Perguntas frequentes

1. Por que a vacinação é tão importante para crianças, especialmente no período chuvoso?
A vacinação é crucial no período chuvoso porque as condições climáticas (frio, umidade) e o aumento de aglomerações em locais fechados favorecem a proliferação de vírus respiratórios e o agravamento de crises alérgicas.
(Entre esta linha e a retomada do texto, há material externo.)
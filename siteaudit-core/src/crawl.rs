use crate::audit::{AuditOptions, PageAuditor, PageResult, host_key};
use crate::checks::Checks;
use crate::config::AuditConfig;
use crate::error::{AuditError, Result};
use crate::events::{AuditEvent, EventBus, Subscription};
use crate::report::CrawlReport;
use serde::{Deserialize, Serialize};
use siteaudit_scanner::{LinkVerifier, PageRenderer, TaskResult, WorkPool};
use std::sync::Arc;
use std::sync::atomic::{AtomicUsize, Ordering};
use std::time::Duration;
use tracing::{debug, info};
use url::Url;
use uuid::Uuid;

/// Lifecycle of one crawl. The last three are terminal and each produces a
/// report.
#[derive(Debug, Clone, Copy, PartialEq, Eq, Serialize, Deserialize)]
#[serde(rename_all = "snake_case")]
pub enum CrawlState {
    Idle,
    Running,
    /// The page cap was reached.
    Completed,
    /// No pages left to visit.
    Exhausted,
    Cancelled,
}

impl CrawlState {
    pub fn is_terminal(&self) -> bool {
        matches!(
            self,
            CrawlState::Completed | CrawlState::Exhausted | CrawlState::Cancelled
        )
    }

    pub fn as_str(&self) -> &'static str {
        match self {
            CrawlState::Idle => "idle",
            CrawlState::Running => "running",
            CrawlState::Completed => "completed",
            CrawlState::Exhausted => "exhausted",
            CrawlState::Cancelled => "cancelled",
        }
    }
}

/// Input for one crawl.
#[derive(Debug, Clone, Default, Serialize, Deserialize)]
#[serde(default)]
pub struct CrawlRequest {
    pub url: String,
    pub keywords: Vec<String>,
    pub checks: Checks,
    /// Task id used on the event bus. Generated when absent.
    pub task_id: Option<String>,
}

impl CrawlRequest {
    pub fn new(url: impl Into<String>) -> Self {
        Self {
            url: url.into(),
            ..Self::default()
        }
    }

    pub fn with_keywords(mut self, keywords: Vec<String>) -> Self {
        self.keywords = keywords;
        self
    }

    pub fn with_checks(mut self, checks: Checks) -> Self {
        self.checks = checks;
        self
    }

    pub fn with_task_id(mut self, task_id: impl Into<String>) -> Self {
        self.task_id = Some(task_id.into());
        self
    }
}

/// Breadth-first site crawler that audits each same-host page it finds.
pub struct Crawler {
    renderer: Arc<dyn PageRenderer>,
    verifier: Option<Arc<LinkVerifier>>,
    config: AuditConfig,
    events: Option<EventBus>,
}

impl Crawler {
    pub fn new(renderer: Arc<dyn PageRenderer>, config: AuditConfig) -> Self {
        Self {
            renderer,
            verifier: None,
            config,
            events: None,
        }
    }

    /// Share a verifier (and its liveness cache) instead of creating one per
    /// crawl.
    pub fn with_verifier(mut self, verifier: Arc<LinkVerifier>) -> Self {
        self.verifier = Some(verifier);
        self
    }

    pub fn with_events(mut self, events: EventBus) -> Self {
        self.events = Some(events);
        self
    }

    pub fn config(&self) -> &AuditConfig {
        &self.config
    }

    pub async fn crawl(&self, request: CrawlRequest) -> Result<CrawlReport> {
        let start = parse_start_url(&request.url)?;
        let start_url = start.to_string();
        let Some(base_host) = host_key(&start) else {
            return Err(AuditError::InvalidUrl(format!("{}: missing host", request.url)));
        };

        let task_id = request
            .task_id
            .clone()
            .unwrap_or_else(|| Uuid::new_v4().to_string());
        let page_cap = self.config.page_cap;

        let verifier = match &self.verifier {
            Some(verifier) => verifier.clone(),
            None => Arc::new(self.config.link_verifier()?),
        };
        let auditor = Arc::new(PageAuditor::new(
            self.renderer.clone(),
            verifier,
            self.config.page_timeout,
        ));
        let options = Arc::new(AuditOptions::new(request.keywords.clone(), request.checks));

        // Subscribe before any work so a cancel sent right away is seen.
        let mut subscription = self.events.as_ref().map(|bus| bus.subscribe(&task_id));

        let mut state = CrawlState::Idle;
        let pool: WorkPool<PageResult> = WorkPool::new(self.config.workers);
        let pages_done = Arc::new(AtomicUsize::new(0));

        {
            let auditor = auditor.clone();
            let options = options.clone();
            let events = self.events.clone();
            let task_id = task_id.clone();
            let pages_done = pages_done.clone();

            pool.start(move |url: String| {
                let auditor = auditor.clone();
                let options = options.clone();
                let events = events.clone();
                let task_id = task_id.clone();
                let pages_done = pages_done.clone();

                async move {
                    let result = auditor.audit(&url, &options).await;
                    let total = pages_done.fetch_add(1, Ordering::SeqCst) + 1;

                    if let Some(bus) = events {
                        bus.publish(AuditEvent::page(
                            &task_id,
                            &url,
                            result.warnings.total(),
                            total,
                        ));
                    }

                    Ok(result)
                }
            })
            .await;
        }

        info!(
            "Starting crawl {} of {} with {} workers (cap {})",
            task_id,
            start_url,
            pool.worker_count(),
            page_cap
        );
        pool.schedule(&start_url).await;
        state = transition(state, CrawlState::Running);

        let mut cursor = 0;
        let terminal = loop {
            let results = pool.results().await;

            if results.len() >= page_cap {
                break CrawlState::Completed;
            }

            let mut added = 0;
            for task in &results[cursor..] {
                let Some(page) = &task.result else {
                    continue;
                };
                for link in &page.links {
                    if pool.scheduled_count().await >= page_cap {
                        break;
                    }
                    if !is_same_host(link, &base_host) {
                        continue;
                    }
                    if pool.schedule(link).await {
                        added += 1;
                    }
                }
            }
            cursor = results.len();

            if added > 0 {
                debug!("Crawl {}: scheduled {} new pages", task_id, added);
            }

            let idle = added == 0 && pool.scheduled_count().await == results.len();
            if idle {
                if wait_or_cancel(&mut subscription, self.config.grace_period).await {
                    break CrawlState::Cancelled;
                }
                if pool.completed_count().await == results.len() {
                    break CrawlState::Exhausted;
                }
                continue;
            }

            if wait_or_cancel(&mut subscription, self.config.poll_interval).await {
                break CrawlState::Cancelled;
            }
        };

        if terminal == CrawlState::Cancelled {
            info!("Crawl {} cancelled, waiting for in-flight pages", task_id);
            pool.cancel();
        }
        pool.stop().await;
        state = transition(state, terminal);

        let pages: Vec<PageResult> = pool
            .results()
            .await
            .into_iter()
            .map(into_page_result)
            .take(page_cap)
            .collect();

        info!(
            "Crawl {} {}: {} pages audited",
            task_id,
            state.as_str(),
            pages.len()
        );

        Ok(CrawlReport::build(
            task_id,
            state,
            &start_url,
            &pages,
            &request.keywords,
            &request.checks,
        ))
    }
}

/// Parse and validate a crawl's start URL.
pub fn parse_start_url(url: &str) -> Result<Url> {
    let parsed = Url::parse(url.trim())
        .map_err(|e| AuditError::InvalidUrl(format!("{}: {}", url, e)))?;

    match parsed.scheme() {
        "http" | "https" => Ok(parsed),
        other => Err(AuditError::InvalidUrl(format!(
            "{}: unsupported scheme {}",
            url, other
        ))),
    }
}

fn is_same_host(link: &str, base_host: &(String, Option<u16>)) -> bool {
    Url::parse(link)
        .ok()
        .and_then(|u| host_key(&u))
        .is_some_and(|key| &key == base_host)
}

fn into_page_result(task: TaskResult<PageResult>) -> PageResult {
    match (task.result, task.error) {
        (Some(page), _) => page,
        (None, error) => PageResult::with_error(
            task.data,
            error.unwrap_or_else(|| "unknown failure".to_string()),
        ),
    }
}

fn transition(from: CrawlState, to: CrawlState) -> CrawlState {
    debug!("Crawl state {} -> {}", from.as_str(), to.as_str());
    to
}

/// Sleep for `duration`, returning early with `true` if a cancel arrives.
async fn wait_or_cancel(subscription: &mut Option<Subscription>, duration: Duration) -> bool {
    match subscription {
        Some(sub) => {
            tokio::select! {
                _ = tokio::time::sleep(duration) => false,
                _ = sub.cancelled() => true,
            }
        }
        None => {
            tokio::time::sleep(duration).await;
            false
        }
    }
}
A imunização age como um escudo preventivo, protegendo as crianças de doenças graves que podem levar a complicações, hospitalizações e prejudicar seu desenvolvimento e desempenho escolar.

2. Quais vacinas são recomendadas para proteger as crianças de doenças respiratórias e suas complicações?
As principais vacinas recomendadas incluem a da gripe (Influenza), aplicada anualmente; as doses contra COVID-19, atualizadas conforme as campanhas; a Pneumocócica, que protege contra pneumonia e meningite; a Meningocócica, contra a meningite; e a Pentavalente, que abrange difteria, tétano, coqueluche, Haemophilus influenzae tipo b e hepatite B. Todas essas vacinas estão disponíveis gratuitamente no Sistema Único de Saúde.

3. O que devo fazer se perder a caderneta de vacinação do meu filho(a)?
Em caso de perda da caderneta de vacinação, os pais ou responsáveis devem procurar a Unidade Básica de Saúde (UBS) mais próxima. Os profissionais de saúde poderão consultar os registros no sistema ou auxiliar na regularização da situação, informando sobre as doses já aplicadas e as que ainda precisam ser administradas para garantir que a criança esteja com a proteção vacinal em dia.

4. Qual a diferença entre a taxa de vacinação infantil atual e a ideal no estado?
Atualmente, a cobertura vacinal básica infantil no estado gira em torno de 83%. Embora seja um número considerável, o ideal para garantir a imunidade coletiva e proteger eficazmente a população contra o ressurgimento de doenças é alcançar um índice de 95%. Esse percentual é essencial para criar uma barreira sanitária robusta e evitar surtos.

Garanta a saúde e o futuro das suas crianças. Procure a unidade de saúde mais próxima e mantenha o calendário de vacinação em dia.